» Dataset extract:
------

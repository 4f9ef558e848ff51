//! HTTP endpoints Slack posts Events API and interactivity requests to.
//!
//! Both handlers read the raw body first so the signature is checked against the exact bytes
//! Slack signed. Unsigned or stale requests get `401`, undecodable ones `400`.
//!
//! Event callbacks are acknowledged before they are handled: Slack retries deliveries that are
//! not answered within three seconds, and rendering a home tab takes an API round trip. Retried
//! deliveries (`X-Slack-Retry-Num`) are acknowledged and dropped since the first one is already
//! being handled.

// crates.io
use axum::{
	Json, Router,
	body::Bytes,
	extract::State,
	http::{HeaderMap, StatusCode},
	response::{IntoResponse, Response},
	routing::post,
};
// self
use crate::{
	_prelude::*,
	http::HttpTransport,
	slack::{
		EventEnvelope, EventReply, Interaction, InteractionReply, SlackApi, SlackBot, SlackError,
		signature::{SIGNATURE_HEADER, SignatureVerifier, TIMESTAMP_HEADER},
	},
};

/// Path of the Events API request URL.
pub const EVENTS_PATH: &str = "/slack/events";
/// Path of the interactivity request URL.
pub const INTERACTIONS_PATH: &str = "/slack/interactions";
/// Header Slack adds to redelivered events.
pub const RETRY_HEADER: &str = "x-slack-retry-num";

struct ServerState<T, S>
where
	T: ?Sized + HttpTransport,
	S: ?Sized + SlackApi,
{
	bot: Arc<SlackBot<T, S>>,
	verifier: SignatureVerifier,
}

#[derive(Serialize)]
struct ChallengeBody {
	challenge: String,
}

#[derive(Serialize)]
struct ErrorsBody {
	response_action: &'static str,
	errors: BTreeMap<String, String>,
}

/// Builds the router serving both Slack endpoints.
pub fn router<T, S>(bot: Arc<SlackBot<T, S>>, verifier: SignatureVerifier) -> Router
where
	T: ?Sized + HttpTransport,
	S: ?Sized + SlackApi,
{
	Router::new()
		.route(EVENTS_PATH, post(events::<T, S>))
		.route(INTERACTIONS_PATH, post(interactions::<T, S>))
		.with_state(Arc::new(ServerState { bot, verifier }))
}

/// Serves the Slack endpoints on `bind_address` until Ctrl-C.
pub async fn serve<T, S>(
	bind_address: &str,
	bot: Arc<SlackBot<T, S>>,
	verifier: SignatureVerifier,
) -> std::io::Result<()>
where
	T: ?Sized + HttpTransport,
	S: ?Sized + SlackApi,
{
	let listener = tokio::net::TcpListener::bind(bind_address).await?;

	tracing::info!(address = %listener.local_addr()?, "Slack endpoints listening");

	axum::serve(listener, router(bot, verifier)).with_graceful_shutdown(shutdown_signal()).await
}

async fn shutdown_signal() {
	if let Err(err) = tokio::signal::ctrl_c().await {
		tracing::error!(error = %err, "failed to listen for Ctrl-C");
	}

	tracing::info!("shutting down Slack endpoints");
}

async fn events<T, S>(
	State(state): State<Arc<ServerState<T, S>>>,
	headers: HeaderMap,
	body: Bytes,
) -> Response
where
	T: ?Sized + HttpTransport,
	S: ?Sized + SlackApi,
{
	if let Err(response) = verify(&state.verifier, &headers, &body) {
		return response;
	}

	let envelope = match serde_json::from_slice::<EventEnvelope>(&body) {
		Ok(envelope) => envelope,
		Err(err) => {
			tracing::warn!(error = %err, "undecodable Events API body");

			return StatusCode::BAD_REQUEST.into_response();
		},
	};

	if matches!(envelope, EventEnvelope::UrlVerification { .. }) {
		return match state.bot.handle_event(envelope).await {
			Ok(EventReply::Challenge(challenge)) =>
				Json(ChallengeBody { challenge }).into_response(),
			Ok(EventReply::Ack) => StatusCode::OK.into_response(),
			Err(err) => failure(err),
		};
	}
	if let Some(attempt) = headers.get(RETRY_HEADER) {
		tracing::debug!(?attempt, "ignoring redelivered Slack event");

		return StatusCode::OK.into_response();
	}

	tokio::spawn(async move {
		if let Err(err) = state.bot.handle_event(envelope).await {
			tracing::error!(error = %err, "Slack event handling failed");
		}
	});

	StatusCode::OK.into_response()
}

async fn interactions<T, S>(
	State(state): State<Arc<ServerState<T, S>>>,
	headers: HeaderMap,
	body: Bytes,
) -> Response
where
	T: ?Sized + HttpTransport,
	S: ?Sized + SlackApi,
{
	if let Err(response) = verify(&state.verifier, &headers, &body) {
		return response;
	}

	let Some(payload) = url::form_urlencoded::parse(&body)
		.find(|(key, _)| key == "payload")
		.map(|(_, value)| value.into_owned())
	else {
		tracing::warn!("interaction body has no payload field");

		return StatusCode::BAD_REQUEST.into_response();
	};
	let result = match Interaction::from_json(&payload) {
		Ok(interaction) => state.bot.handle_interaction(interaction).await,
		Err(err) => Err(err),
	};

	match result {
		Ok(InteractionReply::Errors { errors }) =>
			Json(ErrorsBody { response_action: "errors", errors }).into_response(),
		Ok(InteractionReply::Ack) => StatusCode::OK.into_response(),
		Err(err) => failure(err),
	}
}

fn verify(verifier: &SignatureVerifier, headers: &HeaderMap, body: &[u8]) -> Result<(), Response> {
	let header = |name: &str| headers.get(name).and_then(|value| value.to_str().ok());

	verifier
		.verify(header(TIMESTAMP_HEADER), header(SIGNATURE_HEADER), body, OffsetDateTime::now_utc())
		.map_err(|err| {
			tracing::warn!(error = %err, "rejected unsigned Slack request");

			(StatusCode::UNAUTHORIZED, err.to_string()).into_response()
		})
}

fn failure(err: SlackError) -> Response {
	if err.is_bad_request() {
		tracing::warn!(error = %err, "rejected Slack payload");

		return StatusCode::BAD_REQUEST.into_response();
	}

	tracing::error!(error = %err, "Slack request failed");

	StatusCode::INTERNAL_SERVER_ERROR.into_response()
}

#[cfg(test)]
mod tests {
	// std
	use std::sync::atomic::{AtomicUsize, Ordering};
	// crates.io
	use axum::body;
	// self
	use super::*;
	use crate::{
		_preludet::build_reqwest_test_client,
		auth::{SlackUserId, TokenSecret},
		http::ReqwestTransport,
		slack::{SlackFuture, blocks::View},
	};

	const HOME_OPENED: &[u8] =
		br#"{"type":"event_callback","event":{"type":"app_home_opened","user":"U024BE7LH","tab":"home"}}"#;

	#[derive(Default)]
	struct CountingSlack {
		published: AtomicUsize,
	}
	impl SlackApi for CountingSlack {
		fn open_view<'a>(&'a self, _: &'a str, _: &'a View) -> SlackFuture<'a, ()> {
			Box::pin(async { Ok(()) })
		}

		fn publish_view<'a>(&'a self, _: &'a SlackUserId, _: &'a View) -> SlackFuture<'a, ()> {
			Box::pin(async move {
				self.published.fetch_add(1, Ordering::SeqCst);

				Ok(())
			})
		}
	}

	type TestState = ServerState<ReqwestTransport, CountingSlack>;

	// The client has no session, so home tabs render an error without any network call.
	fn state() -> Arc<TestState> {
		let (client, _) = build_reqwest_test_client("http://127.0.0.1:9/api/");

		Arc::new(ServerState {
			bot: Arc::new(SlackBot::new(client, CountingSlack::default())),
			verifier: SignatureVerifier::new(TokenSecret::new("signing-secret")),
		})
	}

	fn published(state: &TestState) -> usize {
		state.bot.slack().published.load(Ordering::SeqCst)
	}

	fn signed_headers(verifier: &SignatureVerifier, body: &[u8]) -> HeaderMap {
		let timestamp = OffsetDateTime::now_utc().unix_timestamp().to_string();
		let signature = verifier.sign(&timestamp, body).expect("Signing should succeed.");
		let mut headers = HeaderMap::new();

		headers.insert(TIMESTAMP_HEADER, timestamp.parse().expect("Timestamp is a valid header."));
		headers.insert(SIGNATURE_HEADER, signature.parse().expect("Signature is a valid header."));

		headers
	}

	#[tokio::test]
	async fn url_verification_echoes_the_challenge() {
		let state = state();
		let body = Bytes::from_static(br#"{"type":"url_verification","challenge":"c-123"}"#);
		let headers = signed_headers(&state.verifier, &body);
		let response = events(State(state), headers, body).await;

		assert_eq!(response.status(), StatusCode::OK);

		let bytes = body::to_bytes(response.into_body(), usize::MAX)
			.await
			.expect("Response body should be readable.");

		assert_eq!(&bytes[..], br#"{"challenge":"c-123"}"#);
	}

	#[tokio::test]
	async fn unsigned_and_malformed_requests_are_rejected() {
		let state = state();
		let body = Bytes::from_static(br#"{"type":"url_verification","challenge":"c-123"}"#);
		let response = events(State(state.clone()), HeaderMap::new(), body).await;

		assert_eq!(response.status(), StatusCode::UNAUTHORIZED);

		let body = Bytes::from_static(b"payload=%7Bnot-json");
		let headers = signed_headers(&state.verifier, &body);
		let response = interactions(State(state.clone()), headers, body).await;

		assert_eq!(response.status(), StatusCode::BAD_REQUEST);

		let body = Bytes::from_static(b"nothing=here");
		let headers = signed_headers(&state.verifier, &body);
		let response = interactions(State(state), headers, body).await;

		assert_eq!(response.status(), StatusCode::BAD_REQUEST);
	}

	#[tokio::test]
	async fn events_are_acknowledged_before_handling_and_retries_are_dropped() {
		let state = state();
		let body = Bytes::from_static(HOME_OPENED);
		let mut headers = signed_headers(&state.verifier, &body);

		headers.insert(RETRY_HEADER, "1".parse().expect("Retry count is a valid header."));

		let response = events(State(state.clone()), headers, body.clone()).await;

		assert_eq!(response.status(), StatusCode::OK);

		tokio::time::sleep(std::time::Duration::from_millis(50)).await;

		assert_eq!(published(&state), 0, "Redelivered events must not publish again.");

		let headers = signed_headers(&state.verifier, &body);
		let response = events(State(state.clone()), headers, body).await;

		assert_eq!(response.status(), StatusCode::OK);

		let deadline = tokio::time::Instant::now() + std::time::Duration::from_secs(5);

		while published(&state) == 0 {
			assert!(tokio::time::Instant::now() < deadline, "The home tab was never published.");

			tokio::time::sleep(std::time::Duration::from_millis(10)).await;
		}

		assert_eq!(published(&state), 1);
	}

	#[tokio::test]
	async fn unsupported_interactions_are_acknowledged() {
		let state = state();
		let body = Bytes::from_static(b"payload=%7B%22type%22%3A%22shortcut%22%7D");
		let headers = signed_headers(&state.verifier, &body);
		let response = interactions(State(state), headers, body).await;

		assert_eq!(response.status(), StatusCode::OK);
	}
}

------

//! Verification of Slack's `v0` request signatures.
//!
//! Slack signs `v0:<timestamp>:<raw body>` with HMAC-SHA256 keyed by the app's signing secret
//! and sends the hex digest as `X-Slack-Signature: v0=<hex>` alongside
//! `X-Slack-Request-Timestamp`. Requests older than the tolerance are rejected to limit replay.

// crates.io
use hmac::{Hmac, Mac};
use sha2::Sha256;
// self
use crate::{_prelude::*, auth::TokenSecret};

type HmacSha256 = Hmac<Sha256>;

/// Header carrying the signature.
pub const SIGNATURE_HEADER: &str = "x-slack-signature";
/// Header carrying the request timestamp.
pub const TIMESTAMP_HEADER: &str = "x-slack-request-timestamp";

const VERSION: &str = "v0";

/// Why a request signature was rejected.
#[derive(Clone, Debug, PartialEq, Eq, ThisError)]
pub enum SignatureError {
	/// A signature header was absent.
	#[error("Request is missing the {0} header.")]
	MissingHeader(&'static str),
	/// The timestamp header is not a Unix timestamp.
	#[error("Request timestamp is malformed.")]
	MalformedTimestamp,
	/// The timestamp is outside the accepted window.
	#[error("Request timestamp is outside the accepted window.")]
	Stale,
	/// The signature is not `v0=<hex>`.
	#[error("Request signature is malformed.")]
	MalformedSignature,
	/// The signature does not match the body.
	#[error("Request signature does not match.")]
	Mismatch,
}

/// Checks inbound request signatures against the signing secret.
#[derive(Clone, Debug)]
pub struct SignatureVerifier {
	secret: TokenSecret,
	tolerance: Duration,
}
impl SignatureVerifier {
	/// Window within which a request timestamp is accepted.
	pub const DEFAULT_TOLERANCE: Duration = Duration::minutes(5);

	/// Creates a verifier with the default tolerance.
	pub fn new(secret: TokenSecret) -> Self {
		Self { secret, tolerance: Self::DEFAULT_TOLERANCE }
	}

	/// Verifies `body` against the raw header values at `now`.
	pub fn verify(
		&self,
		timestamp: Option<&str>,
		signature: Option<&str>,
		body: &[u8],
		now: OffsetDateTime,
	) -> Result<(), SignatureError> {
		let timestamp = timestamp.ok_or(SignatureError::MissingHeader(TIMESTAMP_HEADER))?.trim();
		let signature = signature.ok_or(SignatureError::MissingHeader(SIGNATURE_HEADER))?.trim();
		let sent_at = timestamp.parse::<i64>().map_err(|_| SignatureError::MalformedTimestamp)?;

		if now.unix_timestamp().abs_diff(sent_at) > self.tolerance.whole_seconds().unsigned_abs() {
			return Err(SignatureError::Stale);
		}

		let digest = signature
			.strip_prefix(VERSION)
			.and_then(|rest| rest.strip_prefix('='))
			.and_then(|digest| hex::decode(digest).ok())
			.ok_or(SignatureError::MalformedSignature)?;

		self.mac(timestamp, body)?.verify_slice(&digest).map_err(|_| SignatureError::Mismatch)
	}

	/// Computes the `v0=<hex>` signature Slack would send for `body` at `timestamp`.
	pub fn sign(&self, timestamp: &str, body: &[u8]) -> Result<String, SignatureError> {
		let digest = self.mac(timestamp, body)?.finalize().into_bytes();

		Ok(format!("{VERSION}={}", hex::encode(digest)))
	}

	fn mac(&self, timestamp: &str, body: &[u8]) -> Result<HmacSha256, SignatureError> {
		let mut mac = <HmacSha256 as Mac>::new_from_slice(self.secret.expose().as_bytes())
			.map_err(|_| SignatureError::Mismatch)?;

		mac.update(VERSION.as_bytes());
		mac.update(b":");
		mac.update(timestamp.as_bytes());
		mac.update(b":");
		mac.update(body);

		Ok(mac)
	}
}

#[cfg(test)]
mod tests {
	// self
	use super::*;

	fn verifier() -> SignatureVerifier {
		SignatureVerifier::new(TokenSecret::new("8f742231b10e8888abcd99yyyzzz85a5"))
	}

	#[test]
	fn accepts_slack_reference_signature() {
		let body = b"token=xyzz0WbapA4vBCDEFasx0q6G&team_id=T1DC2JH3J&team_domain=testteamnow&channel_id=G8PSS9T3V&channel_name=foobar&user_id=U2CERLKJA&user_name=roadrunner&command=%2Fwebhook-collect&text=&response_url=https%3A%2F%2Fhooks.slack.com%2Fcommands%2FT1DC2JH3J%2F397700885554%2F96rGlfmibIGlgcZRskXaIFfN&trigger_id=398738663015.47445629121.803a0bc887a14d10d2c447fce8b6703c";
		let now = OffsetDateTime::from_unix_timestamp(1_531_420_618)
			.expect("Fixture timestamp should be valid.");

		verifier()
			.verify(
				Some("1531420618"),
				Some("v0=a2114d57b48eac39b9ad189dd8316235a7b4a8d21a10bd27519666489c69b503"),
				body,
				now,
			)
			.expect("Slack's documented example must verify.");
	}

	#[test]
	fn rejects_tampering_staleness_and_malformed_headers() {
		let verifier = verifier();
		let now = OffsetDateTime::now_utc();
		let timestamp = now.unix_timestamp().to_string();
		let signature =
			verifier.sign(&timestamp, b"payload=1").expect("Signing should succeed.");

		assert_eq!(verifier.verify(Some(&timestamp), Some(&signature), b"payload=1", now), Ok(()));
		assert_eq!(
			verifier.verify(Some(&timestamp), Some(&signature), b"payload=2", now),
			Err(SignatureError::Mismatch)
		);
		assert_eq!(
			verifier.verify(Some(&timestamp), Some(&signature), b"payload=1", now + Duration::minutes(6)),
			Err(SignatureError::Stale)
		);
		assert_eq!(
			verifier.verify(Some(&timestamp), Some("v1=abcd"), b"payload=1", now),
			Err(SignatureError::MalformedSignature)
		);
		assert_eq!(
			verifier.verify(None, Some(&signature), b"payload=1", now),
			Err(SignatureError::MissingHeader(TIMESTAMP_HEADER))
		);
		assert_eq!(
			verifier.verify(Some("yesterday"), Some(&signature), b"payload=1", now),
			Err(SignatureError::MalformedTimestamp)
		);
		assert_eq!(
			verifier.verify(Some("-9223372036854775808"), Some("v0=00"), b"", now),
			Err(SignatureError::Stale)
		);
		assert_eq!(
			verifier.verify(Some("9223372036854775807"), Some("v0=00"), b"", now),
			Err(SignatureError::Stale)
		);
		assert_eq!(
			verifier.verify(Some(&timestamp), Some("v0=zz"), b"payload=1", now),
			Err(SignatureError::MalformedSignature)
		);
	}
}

------

» Work required: Extract from the listing above the lines between the line containing "repository 4f9ef558e848ff51" and the line containing "the exact bytes", keeping both of those lines. Output nothing else.

» Task response:
repository 4f9ef558e848ff51
//! HTTP endpoints Slack posts Events API and interactivity requests to.
//!
//! Both handlers read the raw body first so the signature is checked against the exact bytes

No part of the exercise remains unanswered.